Cleven vio la situación y se quedó pasmada.

—Nakuru —la llamó, acercándose a ella como un gorrión—. ¿Por qué todos idolatran al idiota de Drasik?

—Cleven, estás un poco atrasada en los eventos de los dos últimos años —le sonrió Nakuru, con cierta desaprobación—. Eso te pasa por no leer mi periódico.

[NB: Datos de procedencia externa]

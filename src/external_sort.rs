//! External sorting for inputs larger than memory
//!
//! Drives the whole pipeline: input → sorted runs on disk → merged output,
//! and removes every run file on the way out whether or not the sort worked.

use crate::config::SortConfig;
use crate::error::{SortContext, SortError, SortResult};
use crate::merge::KWayMerger;
use crate::run::{Run, RunSet};
use crate::run_builder::{BuildStep, RunBuilder};
use log::{debug, warn};
use std::fs::{self, File};
use std::io::{self, BufRead, BufReader, BufWriter, Write};
use std::path::Path;
use std::time::{Duration, Instant};

/// Where the orchestrator is in its lifecycle
#[derive(Debug, Clone, Copy, PartialEq, Eq)]
pub enum SortPhase {
    Opening,
    Building { runs: usize },
    Merging,
    EmptyOutput,
    Cleanup,
    Done,
    Failed,
}

/// How the output file was produced
#[derive(Debug, Clone, Copy, PartialEq, Eq)]
pub enum OutputStrategy {
    /// No records survived parsing; the output is an empty file
    Empty,
    /// One run was copied to the output
    SingleRun,
    /// Several runs were k-way merged into the output
    Merged,
}

/// Summary of a finished sort
#[derive(Debug, Clone, PartialEq, Eq)]
pub struct SortStats {
    /// Records parsed from the input and written to the output
    pub records: u64,
    /// Input lines dropped because they failed to parse
    pub malformed_lines: u64,
    /// Number of runs spilled to disk
    pub runs: usize,
    pub strategy: OutputStrategy,
    pub elapsed: Duration,
}

/// External sorter for key-value files of any size
pub struct ExternalSort {
    config: SortConfig,
    phase: SortPhase,
    runs: RunSet,
    /// Set once the output file exists, so a failure can remove it
    output_created: bool,
}

impl ExternalSort {
    /// Create a sorter for a validated configuration
    pub fn new(config: SortConfig) -> SortResult<Self> {
        config.validate()?;
        let runs = RunSet::new(&config.output);
        Ok(Self {
            config,
            phase: SortPhase::Opening,
            runs,
            output_created: false,
        })
    }

    pub fn phase(&self) -> SortPhase {
        self.phase
    }

    pub fn config(&self) -> &SortConfig {
        &self.config
    }

    /// Main external sort entry point.
    ///
    /// Run files are deleted before this returns, on success and on failure.
    /// A sorter runs once; later calls return [`SortError::AlreadyFinished`].
    pub fn sort(&mut self) -> SortResult<SortStats> {
        if self.phase != SortPhase::Opening {
            return Err(SortError::AlreadyFinished);
        }

        let started = Instant::now();
        let result = self.build_runs().and_then(|built| self.write_output(built));
        self.finish(started, result)
    }

    /// Split the input into sorted runs; the input is closed on return
    fn build_runs(&mut self) -> SortResult<BuiltRuns> {
        let buffer_size = self.config.effective_buffer_size();
        let input = self.open_input()?;

        self.transition(SortPhase::Building { runs: 0 });
        debug!(
            "building runs of up to {} records in {}",
            self.config.batch_size,
            self.config.temp_dir().display()
        );

        let mut builder = RunBuilder::new(
            BufReader::with_capacity(buffer_size, input),
            &self.config.input,
            self.config.batch_size,
            buffer_size,
        );
        while let BuildStep::Spilled { .. } = builder.next_run(&mut self.runs)? {
            self.transition(SortPhase::Building {
                runs: self.runs.len(),
            });
        }

        Ok(BuiltRuns {
            records: builder.records_read(),
            malformed_lines: builder.malformed_lines(),
        })
    }

    fn write_output(&mut self, built: BuiltRuns) -> SortResult<SortStats> {
        let runs = self.runs.len();
        let strategy = match runs {
            0 => {
                self.transition(SortPhase::EmptyOutput);
                self.write_empty_output()?;
                OutputStrategy::Empty
            }
            1 => {
                self.transition(SortPhase::Merging);
                let run = self.runs.runs()[0].clone();
                self.copy_single_run(&run)?;
                OutputStrategy::SingleRun
            }
            _ => {
                self.transition(SortPhase::Merging);
                self.merge_runs()?;
                OutputStrategy::Merged
            }
        };

        Ok(SortStats {
            records: built.records,
            malformed_lines: built.malformed_lines,
            runs,
            strategy,
            elapsed: Duration::ZERO,
        })
    }

    /// Remove run files, and the output too if the sort failed
    fn finish(
        &mut self,
        started: Instant,
        result: SortResult<SortStats>,
    ) -> SortResult<SortStats> {
        self.transition(SortPhase::Cleanup);
        let result = match (result, self.runs.cleanup()) {
            (Ok(stats), Ok(())) => Ok(stats),
            (Ok(_), Err(cleanup_err)) => Err(cleanup_err),
            (Err(err), Ok(())) => Err(err),
            (Err(err), Err(cleanup_err)) => {
                warn!("cleanup after failed sort also failed: {}", cleanup_err);
                Err(err)
            }
        };

        match result {
            Ok(mut stats) => {
                stats.elapsed = started.elapsed();
                self.transition(SortPhase::Done);
                Ok(stats)
            }
            Err(err) => {
                self.discard_partial_output();
                self.transition(SortPhase::Failed);
                Err(err)
            }
        }
    }

    fn open_input(&self) -> SortResult<File> {
        let path = &self.config.input;
        let file = File::open(path).input_context(path)?;
        if file.metadata().input_context(path)?.is_dir() {
            return Err(SortError::input_open(
                path,
                io::Error::new(io::ErrorKind::Other, "is a directory"),
            ));
        }
        Ok(file)
    }

    fn create_output(&mut self) -> SortResult<BufWriter<File>> {
        let path = &self.config.output;
        let file = File::create(path).output_context(path)?;
        self.output_created = true;
        Ok(BufWriter::with_capacity(
            self.config.effective_buffer_size(),
            file,
        ))
    }

    fn write_empty_output(&mut self) -> SortResult<()> {
        let mut output = self.create_output()?;
        output.flush().write_context(&self.config.output)
    }

    /// Copy the only run to the output; the run itself is left for cleanup
    fn copy_single_run(&mut self, run: &Run) -> SortResult<()> {
        let file = File::open(&run.path).run_context(&run.path)?;
        let mut reader = BufReader::with_capacity(self.config.effective_buffer_size(), file);
        let mut output = self.create_output()?;
        let output_path = &self.config.output;

        loop {
            let chunk = reader.fill_buf().run_context(&run.path)?;
            if chunk.is_empty() {
                break;
            }
            let len = chunk.len();
            output.write_all(chunk).write_context(output_path)?;
            reader.consume(len);
        }

        output.flush().write_context(output_path)
    }

    /// Merge every run into the output, `merge_fan_in` runs at a time
    fn merge_runs(&mut self) -> SortResult<()> {
        let buffer_size = self.config.effective_buffer_size();
        let fan_in = self.config.merge_fan_in;

        let mut pass = 0;
        while self.runs.len() > fan_in {
            pass += 1;
            self.merge_pass(fan_in, buffer_size)?;
            debug!("merge pass {} left {} runs", pass, self.runs.len());
        }

        let merger = KWayMerger::open(self.runs.runs(), buffer_size)?;
        let mut output = self.create_output()?;
        let written = drain_merger(
            merger,
            &mut output,
            &self.config.output,
            SortError::output_write,
        )?;

        debug!("merged {} runs, {} records written", self.runs.len(), written);
        Ok(())
    }

    /// Replace each group of `fan_in` consecutive runs with one merged run.
    ///
    /// Consecutive runs cover adjacent origin ranges, so the merged run is
    /// itself a valid run for the next pass.
    fn merge_pass(&mut self, fan_in: usize, buffer_size: usize) -> SortResult<()> {
        let pending = self.runs.take_runs();

        for group in pending.chunks(fan_in) {
            if let [run] = group {
                self.runs.push(run.clone())?;
                continue;
            }

            let merger = KWayMerger::open(group, buffer_size)?;
            let (path, file) = self.runs.create_file()?;
            let mut writer = BufWriter::with_capacity(buffer_size, file);
            let written = drain_merger(merger, &mut writer, &path, SortError::temp_file)?;
            drop(writer);

            for run in group {
                self.runs.retire(run)?;
            }
            self.runs.push(Run {
                path,
                first_origin: group[0].first_origin,
                len: written,
            })?;
        }

        Ok(())
    }

    fn discard_partial_output(&mut self) {
        if !self.output_created {
            return;
        }
        self.output_created = false;
        match fs::remove_file(&self.config.output) {
            Ok(()) => debug!("removed partial output {}", self.config.output.display()),
            Err(err) if err.kind() == io::ErrorKind::NotFound => {}
            Err(err) => warn!(
                "failed to remove partial output {}: {}",
                self.config.output.display(),
                err
            ),
        }
    }

    fn transition(&mut self, next: SortPhase) {
        if self.phase != next {
            debug!("sort phase {:?} -> {:?}", self.phase, next);
            self.phase = next;
        }
    }
}

/// Counters carried from run building to the final stats
struct BuiltRuns {
    records: u64,
    malformed_lines: u64,
}

/// Run `merger` to completion, charging write failures to `path`
fn drain_merger<R: BufRead, W: Write>(
    merger: KWayMerger<R>,
    writer: &mut W,
    path: &Path,
    write_error: fn(&Path, io::Error) -> SortError,
) -> SortResult<u64> {
    merger.merge_into(writer).map_err(|err| match err {
        SortError::Io(source) => write_error(path, source),
        other => other,
    })
}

Drasik es el capitán del equipo de fútbol, además del máximo goleador del año pasado.

—Venga ya.

—Seguro que tampoco sabes que Drasik es uno de los chicos más populares del instituto —añadió, cruzándose de brazos.

—¡No! ¡No puede ser! —exclamó con más rabia—. ¡Si es un imbécil, un chulo y arrogante! ¡Pero mira a estas, lanzándole guiños! —dijo señalando a la demás chicas de la clase con fastidio—. ¡Pero míralaaas!

—Gracias, gracias, yo también os quiero —decía Drasik con orgullo.

—Bueno, vamos a empezar —dijo entonces la profesora, intentando calmar a las masas que envolvían a Drasik—. Venga. Formad cuatro filas en el campo…

Todos empezaron haciendo relevos con una actitud animada. Cleven, durante la hora de gimnasia, estuvo pensando, más bien, comiéndose el coco, al descubrir quién era Drasik en realidad en el instituto. Ella, que era la primera vez que tenía contacto con él por estar en su misma clase este año, había tenido una primera imagen de Drasik como un chico normal y corriente, un poco idiota, y mujeriego, el payaso de la clase, y bueno, al menos en eso no se equivocaba.

Harta de pensar en esto, se puso a soñar con Raijin, el chico misterioso que había conocido el día anterior y con el que anhelaba conseguir una relación más estrecha. Confiaba en que lo volvería a ver, es más, había decidido pasar el mayor tiempo posible en la calle por si lo veía por la zona donde lo conoció.

Por otra parte, Nakuru, que en ese momento de la clase estaba de pareja con Cleven, no era consciente de que su amiga estaba un poco por las nubes, pues se mostraba muy patosa para coger el relevo que ella le pasaba. Estaba ansiosa por que se acabase la clase e ir en busca de Sam y saber lo que sea sobre el paradero de Kyo.

Al mirar a Drasik durante la clase de gimnasia, le molestó no notarlo tan preocupado por Kyo como ella. Drasik siempre había destacado por ser eso, un iris un poco alocado, despreocupado, que le costaba mantenerse centrado en una sola cosa durante varios minutos, que no se tomaba en serio el peligro real que pudiera depararle en medio de una misión. Era un tipo de iris mucho más regido por las emociones y menos por la razón. Había muchos iris así por el mundo, pero eran una minoría. Aun así, en el momento de la verdad, Drasik sabía hacer bien su trabajo y tenía bien metida en la cabeza la máxima prioridad de un iris: proteger y salvar a los humanos inocentes en todo momento.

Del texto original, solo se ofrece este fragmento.